Al-Adab al-kabīr serves as a foundational text in Arabic adab (belles-lettres and conduct) literature, functioning primarily as a mirror for princes and a practical manual for courtiers. The work is structured into sections addressing different echelons of power. The initial portions are directed toward a prince, outlining the fundamentals of statecraft, the importance of cultivating moral aides, the necessity of accepting constructive counsel, and the mechanics of maintaining authority.

The subsequent sections function as a pragmatic survival guide for state officials and the secretarial class (kuttab). It provides direct advice on navigating the volatile environment of the caliphal court, managing relations with rulers, and avoiding political pitfalls. The text places significant emphasis on interpersonal dynamics among peers, advocating for the cultivation of permanent friendships grounded in fidelity and loyalty.

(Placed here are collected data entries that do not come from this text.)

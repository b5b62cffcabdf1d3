// src/docs.rs

use utoipa::OpenApi;
use utoipa::openapi::security::{Http, HttpAuthScheme, SecurityScheme};
use crate::handlers;
use crate::models;
use crate::services;

#[derive(OpenApi)]
#[openapi(
    paths(
        // --- Admin ---
        handlers::admin::invite_user,
        handlers::admin::resend_invite,
        handlers::admin::delete_user,
        handlers::admin::update_user_details,
        handlers::admin::get_team_members,

        // --- Team ---
        handlers::team::get_me,
        handlers::team::list_roles,

        // --- Clients ---
        handlers::clients::create_client,
        handlers::clients::list_clients,
        handlers::clients::get_client,
        handlers::clients::update_client,
        handlers::clients::delete_client,

        // --- Tickets ---
        handlers::tickets::create_ticket,
        handlers::tickets::list_tickets,
        handlers::tickets::get_board,
        handlers::tickets::get_ticket,
        handlers::tickets::update_ticket,
        handlers::tickets::change_status,
        handlers::tickets::get_history,

        // --- Dashboard ---
        handlers::dashboard::get_summary,

        // --- CRM ---
        handlers::crm::create_funnel,
        handlers::crm::list_funnels,
        handlers::crm::add_stage,
        handlers::crm::get_funnel_board,
        handlers::crm::create_deal,
        handlers::crm::list_deals,
        handlers::crm::update_deal,
        handlers::crm::delete_deal,
        handlers::crm::move_deal,
        handlers::crm::set_deal_status,
        handlers::crm::create_company,
        handlers::crm::list_companies,
        handlers::crm::create_contact,
        handlers::crm::list_contacts,
    ),
    components(
        schemas(
            // --- Admin / Team ---
            models::admin::InviteUserPayload,
            models::admin::ResendInvitePayload,
            models::admin::DeleteUserPayload,
            models::admin::UpdateUserDetailsPayload,
            models::admin::MessageResponse,
            models::admin::InviteUserResponse,
            models::admin::UpdateUserDetailsResponse,
            models::team::Profile,
            models::team::Role,
            models::team::MemberStatus,
            models::team::TeamMember,
            models::team::MeResponse,
            models::auth::AuthUser,

            // --- Clients ---
            models::client::Client,
            handlers::clients::ClientPayload,

            // --- Tickets ---
            models::ticket::TicketStatus,
            models::ticket::TicketPriority,
            models::ticket::Ticket,
            models::ticket::TicketView,
            models::ticket::TicketHistoryEntry,
            models::ticket::BoardColumn,
            models::ticket::TicketSortField,
            models::ticket::SortOrder,
            services::sla::SlaStatus,
            services::sla::SlaEvaluation,
            handlers::tickets::TicketPayload,
            handlers::tickets::ChangeStatusPayload,

            // --- Dashboard ---
            models::dashboard::DashboardSummary,

            // --- CRM ---
            models::crm::DealStatus,
            models::crm::Funnel,
            models::crm::FunnelWithStages,
            models::crm::Stage,
            models::crm::Deal,
            models::crm::BoardStage,
            models::crm::FunnelBoard,
            models::crm::Company,
            models::crm::Contact,
            handlers::crm::CreateFunnelPayload,
            handlers::crm::AddStagePayload,
            handlers::crm::CreateDealPayload,
            handlers::crm::UpdateDealPayload,
            handlers::crm::MoveDealPayload,
            handlers::crm::DealStatusPayload,
            handlers::crm::CompanyPayload,
            handlers::crm::ContactPayload,
        )
    ),
    tags(
        (name = "Admin", description = "Convites e gestão da equipe via provedor de identidade"),
        (name = "Team", description = "Perfil do usuário e cargos"),
        (name = "Clients", description = "Cadastro de clientes"),
        (name = "Tickets", description = "Chamados, SLA e pipeline"),
        (name = "Dashboard", description = "Indicadores do painel de chamados"),
        (name = "CRM", description = "Funis, etapas, negócios, empresas e contatos")
    ),
    modifiers(&SecurityAddon)
)]
pub struct ApiDoc;

struct SecurityAddon;

impl utoipa::Modify for SecurityAddon {
    fn modify(&self, openapi: &mut utoipa::openapi::OpenApi) {
        let components = openapi.components.get_or_insert_with(Default::default);
        components.add_security_scheme(
            "api_jwt",
            SecurityScheme::Http(
                Http::new(HttpAuthScheme::Bearer)
            ),
        );
    }
}
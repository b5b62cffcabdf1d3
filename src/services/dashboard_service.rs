// src/services/dashboard_service.rs

use std::collections::HashSet;

use chrono::{DateTime, Utc};
use sqlx::PgConnection;
use uuid::Uuid;

use crate::{
    common::error::AppError,
    db::TicketRepository,
    models::{
        dashboard::DashboardSummary,
        ticket::{Ticket, TicketStatus},
    },
    services::sla::SlaEvaluator,
};

#[derive(Clone)]
pub struct DashboardService {
    tickets: TicketRepository,
    sla: SlaEvaluator,
}

impl DashboardService {
    pub fn new(tickets: TicketRepository, sla: SlaEvaluator) -> Self {
        Self { tickets, sla }
    }

    pub async fn get_summary(
        &self,
        conn: &mut PgConnection,
        tenant_id: Uuid,
        now: DateTime<Utc>,
    ) -> Result<DashboardSummary, AppError> {
        let open = self.tickets.list_open(&mut *conn, tenant_id).await?;
        let with_tasks: HashSet<Uuid> = self
            .tickets
            .ticket_ids_with_tasks(&mut *conn, tenant_id)
            .await?
            .into_iter()
            .collect();

        Ok(summarize(&open, &with_tasks, now, &self.sla))
    }
}

/// Contadores do painel. Chamados resolvidos/cancelados nunca entram.
pub fn summarize(
    tickets: &[Ticket],
    with_tasks: &HashSet<Uuid>,
    now: DateTime<Utc>,
    sla: &SlaEvaluator,
) -> DashboardSummary {
    tickets
        .iter()
        .filter(|t| !t.status.is_terminal())
        .fold(DashboardSummary::default(), |mut acc, t| {
            acc.in_queue += 1;
            if t.status == TicketStatus::AwaitingClient {
                acc.awaiting_client += 1;
            }
            // O idioma não importa para a contagem
            if sla.evaluate(t.created_at, t.sla_resolution_hours, now, "pt").is_late {
                acc.late += 1;
            }
            if !with_tasks.contains(&t.id) {
                acc.without_task += 1;
            }
            acc
        })
}
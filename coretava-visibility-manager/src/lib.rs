//! coretava-visibility-manager: the visibility primitive for coretava units.
//!
//! The host reports layout (viewport and element bounds) as it changes; the
//! manager evaluates each live observation against its threshold and
//! delivers a callback on observe and whenever the intersecting state flips.

mod geometry;
mod requests;

pub use geometry::{intersection_ratio, is_intersecting, Rect};
pub use requests::{observe, release, VisibilityCallback, VisibilityRequest};

use coretava_core::{ElementId, ObservationHandle, Router};
use std::collections::HashMap;

/// Layout facts pushed by the host.
#[derive(Clone, Debug, PartialEq)]
pub enum LayoutChange {
    /// The viewport moved (scroll) or resized.
    Viewport(Rect),
    /// An element was laid out or moved.
    Element { element: ElementId, bounds: Rect },
    /// An element left the document.
    Removed(ElementId),
}

struct Observed<Msg> {
    element: ElementId,
    threshold: f64,
    intersecting: bool,
    returns: VisibilityCallback<Msg>,
}

/// Current layout plus the live observations.
pub struct VisibilityState<Msg> {
    viewport: Rect,
    bounds: HashMap<ElementId, Rect>,
    observations: HashMap<ObservationHandle, Observed<Msg>>,
}

impl<Msg> Default for VisibilityState<Msg> {
    fn default() -> Self {
        Self {
            viewport: Rect::default(),
            bounds: HashMap::new(),
            observations: HashMap::new(),
        }
    }
}

impl<Msg> VisibilityState<Msg> {
    pub fn is_observing(&self, handle: ObservationHandle) -> bool {
        self.observations.contains_key(&handle)
    }

    pub fn live_observations(&self) -> usize {
        self.observations.len()
    }

    fn evaluate(&self, element: &ElementId, threshold: f64) -> bool {
        self.bounds
            .get(element)
            .is_some_and(|b| is_intersecting(b, &self.viewport, threshold))
    }
}

pub struct VisibilityManager;

impl VisibilityManager {
    pub fn init<Msg>() -> VisibilityState<Msg> {
        VisibilityState::default()
    }

    pub fn on_effects<Msg: Send + 'static>(
        &self,
        router: &Router<Msg>,
        mut state: VisibilityState<Msg>,
        effects: Vec<VisibilityRequest<Msg>>,
    ) -> VisibilityState<Msg> {
        for req in effects {
            match req {
                VisibilityRequest::Observe {
                    handle,
                    element,
                    threshold,
                    returns,
                } => {
                    let intersecting = state.evaluate(&element, threshold);
                    tracing::debug!(%handle, %element, threshold, intersecting, "observe");
                    router.send_to_app(returns(handle, intersecting));
                    state.observations.insert(
                        handle,
                        Observed {
                            element,
                            threshold,
                            intersecting,
                            returns,
                        },
                    );
                }
                VisibilityRequest::Release { handle } => {
                    if state.observations.remove(&handle).is_some() {
                        tracing::debug!(%handle, "release");
                    }
                }
            }
        }
        state
    }

    pub fn on_layout<Msg: Send + 'static>(
        &self,
        router: &Router<Msg>,
        mut state: VisibilityState<Msg>,
        change: LayoutChange,
    ) -> VisibilityState<Msg> {
        match change {
            LayoutChange::Viewport(rect) => state.viewport = rect,
            LayoutChange::Element { element, bounds } => {
                state.bounds.insert(element, bounds);
            }
            LayoutChange::Removed(element) => {
                state.bounds.remove(&element);
            }
        }

        let mut handles: Vec<ObservationHandle> = state.observations.keys().copied().collect();
        handles.sort();
        for handle in handles {
            let Some(observed) = state.observations.get(&handle) else {
                continue;
            };
            let now = state.evaluate(&observed.element, observed.threshold);
            if now == observed.intersecting {
                continue;
            }
            tracing::trace!(%handle, intersecting = now, "threshold crossed");
            router.send_to_app((observed.returns)(handle, now));
            if let Some(observed) = state.observations.get_mut(&handle) {
                observed.intersecting = now;
            }
        }
        state
    }
}
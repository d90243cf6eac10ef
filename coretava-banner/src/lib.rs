//! Coretava promotional banner unit.
//!
//! A unit fetches the campaign for its placement, renders a [`BannerView`],
//! and reports view, click and conversion events through an
//! [`ImpressionTracker`]. [`Runtime`] drives one unit on a tokio task.

pub mod banner;
mod effects;
pub mod runtime;
pub mod tracker;

pub use banner::{
    configured_customer_id, init, resolve_customer_id, update, view, BannerStatus, BannerView,
    Flags, Model, Msg,
};
pub use runtime::{Cmd, Ports, Request, Runtime};
pub use tracker::{ImpressionTracker, Reporter, TrackerError, TrackerPhase, Visibility};
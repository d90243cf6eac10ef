//! Requests against the Coretava ecommerce API and decoding of their results.

use crate::{get, post, HttpError, HttpRequest, HttpResponse};
use coretava_core::campaign::{Campaign, CampaignApiResponse, CampaignProducts};
use coretava_core::{ConfigError, CoretavaConfig, CoretavaError, ImpressionEvent};
use reqwest::Url;

const PLACEMENT_PATH: [&str; 4] = ["v2", "ecommerce", "campaign-notification", "placement"];
const METRICS_PATH: [&str; 3] = ["v2", "ecommerce", "campaign-metrics"];
const PRODUCTS_PATH: [&str; 4] = ["v2", "ecommerce", "campaigns", "campaign-products"];

fn require<'a>(value: &'a str, field: &'static str) -> Result<&'a str, CoretavaError> {
    let value = value.trim();
    if value.is_empty() {
        return Err(CoretavaError::PreconditionMissing { field });
    }
    Ok(value)
}

fn endpoint(config: &CoretavaConfig, path: &[&str], tail: Option<&str>) -> Result<Url, CoretavaError> {
    let invalid = |reason: String| {
        CoretavaError::Config(ConfigError::Invalid {
            field: "api_url",
            reason,
        })
    };
    let mut url = Url::parse(config.api_url.trim()).map_err(|e| invalid(e.to_string()))?;
    {
        let mut segments = url
            .path_segments_mut()
            .map_err(|()| invalid(format!("{} cannot be a base url", config.api_url)))?;
        segments.pop_if_empty().extend(path);
        if let Some(tail) = tail {
            segments.push(tail);
        }
    }
    Ok(url)
}

fn with_app_headers<Msg: 'static>(
    req: HttpRequest<Msg>,
    config: &CoretavaConfig,
    app_id: &str,
) -> HttpRequest<Msg> {
    req.with_header(config.app_id_header.clone(), app_id)
        .with_header("Content-Type", "application/json")
}

fn success_body(result: Result<HttpResponse, HttpError>) -> Result<Vec<u8>, CoretavaError> {
    let resp = result.map_err(|e| CoretavaError::network(e.message))?;
    if !resp.is_success() {
        return Err(CoretavaError::network(format!("HTTP {}", resp.status)));
    }
    Ok(resp.body)
}

/// `GET .../campaign-notification/placement/{placementId}?customerId={id}`.
pub fn fetch_campaign<Msg: 'static>(
    config: &CoretavaConfig,
    placement_id: &str,
    customer_id: &str,
    app_id: &str,
    returns: impl Fn(Result<HttpResponse, HttpError>) -> Msg + Send + Sync + 'static,
) -> Result<HttpRequest<Msg>, CoretavaError> {
    let placement_id = require(placement_id, "placementId")?;
    let customer_id = require(customer_id, "customerId")?;
    let app_id = require(app_id, "appId")?;

    let mut url = endpoint(config, &PLACEMENT_PATH, Some(placement_id))?;
    url.query_pairs_mut().append_pair("customerId", customer_id);
    Ok(with_app_headers(get(url.as_str(), returns), config, app_id))
}

/// Both halves present or `DataUnavailable`; transport and status failures
/// are `NetworkFailure`.
pub fn decode_campaign(result: Result<HttpResponse, HttpError>) -> Result<Campaign, CoretavaError> {
    let body = success_body(result)?;
    if body.iter().all(u8::is_ascii_whitespace) {
        return Err(CoretavaError::unavailable("empty response body"));
    }
    let parsed: CampaignApiResponse = serde_json::from_slice(&body)
        .map_err(|e| CoretavaError::unavailable(format!("unreadable payload: {e}")))?;
    parsed.into_campaign()
}

/// `POST .../campaign-metrics` with the event as JSON.
pub fn send_event<Msg: 'static>(
    config: &CoretavaConfig,
    event: &ImpressionEvent,
    returns: impl Fn(Result<HttpResponse, HttpError>) -> Msg + Send + Sync + 'static,
) -> Result<HttpRequest<Msg>, CoretavaError> {
    let app_id = require(&event.app_id, "appId")?;
    let url = endpoint(config, &METRICS_PATH, None)?;
    let body = serde_json::to_vec(event)?;
    Ok(with_app_headers(post(url.as_str(), body, returns), config, app_id))
}

/// The sink's response body is not consumed; only the outcome matters.
pub fn check_delivery(result: Result<HttpResponse, HttpError>) -> Result<(), CoretavaError> {
    success_body(result).map(|_| ())
}

/// `GET .../campaigns/campaign-products/{campaignId}`.
pub fn fetch_campaign_products<Msg: 'static>(
    config: &CoretavaConfig,
    campaign_id: &str,
    app_id: &str,
    returns: impl Fn(Result<HttpResponse, HttpError>) -> Msg + Send + Sync + 'static,
) -> Result<HttpRequest<Msg>, CoretavaError> {
    let campaign_id = require(campaign_id, "campaignId")?;
    let app_id = require(app_id, "appId")?;
    let url = endpoint(config, &PRODUCTS_PATH, Some(campaign_id))?;
    Ok(with_app_headers(get(url.as_str(), returns), config, app_id))
}

pub fn decode_campaign_products(
    result: Result<HttpResponse, HttpError>,
) -> Result<Vec<String>, CoretavaError> {
    let body = success_body(result)?;
    let products: CampaignProducts = serde_json::from_slice(&body)
        .map_err(|e| CoretavaError::unavailable(format!("unreadable payload: {e}")))?;
    Ok(products
        .ids
        .into_iter()
        .filter(|id| !id.trim().is_empty())
        .collect())
}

Stylistically, al-Adab al-kabīr represents a pivotal transition in early Arabic prose. It integrates the structural parallelism found in early Islamic oratory (khutbah) with thematic elements of historical administrative traditions, establishing a benchmark for secular didactic literature in the early Abbasid era.

The Risāla fī al-Ṣaḥāba (Letter on the Entourage) is a political memorandum addressed to the second Abbasid caliph, Al-Mansur. Modern historians analyze the text as a foundational document in early Islamic administrative thought, offering practical strategies for consolidating caliphal authority following the Abbasid revolution. The treatise addresses systemic administrative challenges, proposing specific reforms for military logistics, the taxation system (kharaj), and the careful selection of state officials.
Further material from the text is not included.